--- The input ---

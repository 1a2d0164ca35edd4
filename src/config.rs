//! Chain engine configuration

use std::path::Path;

use anyhow::Context;
use serde::{Deserialize, Serialize};

use crate::constants::*;

/// Resource limits for the chain engine
///
/// Every field is optional in the JSON form; missing fields take the defaults below.
#[derive(Debug, Clone, PartialEq, Eq, Serialize, Deserialize)]
#[serde(default)]
pub struct ChainConfig {
    /// Maximum number of orphan blocks held before the oldest is evicted
    pub max_orphan_blocks: usize,
    /// Maximum number of orphan transactions held before the oldest is evicted
    pub max_orphan_transactions: usize,
    /// Maximum total serialized size of each orphan store
    pub max_orphan_bytes: usize,
    /// Maximum pool size before FIFO eviction
    pub max_pool_transactions: usize,
    /// Maximum number of blocks a reorganization may detach
    pub max_reorganization_depth: u64,
}

impl Default for ChainConfig {
    fn default() -> Self {
        Self {
            max_orphan_blocks: DEFAULT_MAX_ORPHAN_BLOCKS,
            max_orphan_transactions: DEFAULT_MAX_ORPHAN_TRANSACTIONS,
            max_orphan_bytes: DEFAULT_MAX_ORPHAN_BYTES,
            max_pool_transactions: DEFAULT_MAX_POOL_TRANSACTIONS,
            max_reorganization_depth: DEFAULT_MAX_REORGANIZATION_DEPTH,
        }
    }
}

impl ChainConfig {
    pub fn from_json_str(json: &str) -> anyhow::Result<Self> {
        serde_json::from_str(json).context("parsing chain configuration")
    }

    pub fn load(path: impl AsRef<Path>) -> anyhow::Result<Self> {
        let path = path.as_ref();
        let json = std::fs::read_to_string(path)
            .with_context(|| format!("reading chain configuration from {}", path.display()))?;
        Self::from_json_str(&json)
    }
}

---

● **What is being asked**
Count of lines with "impl": please work it out for the entries above and give the number by itself.

● **Result of this exercise**
3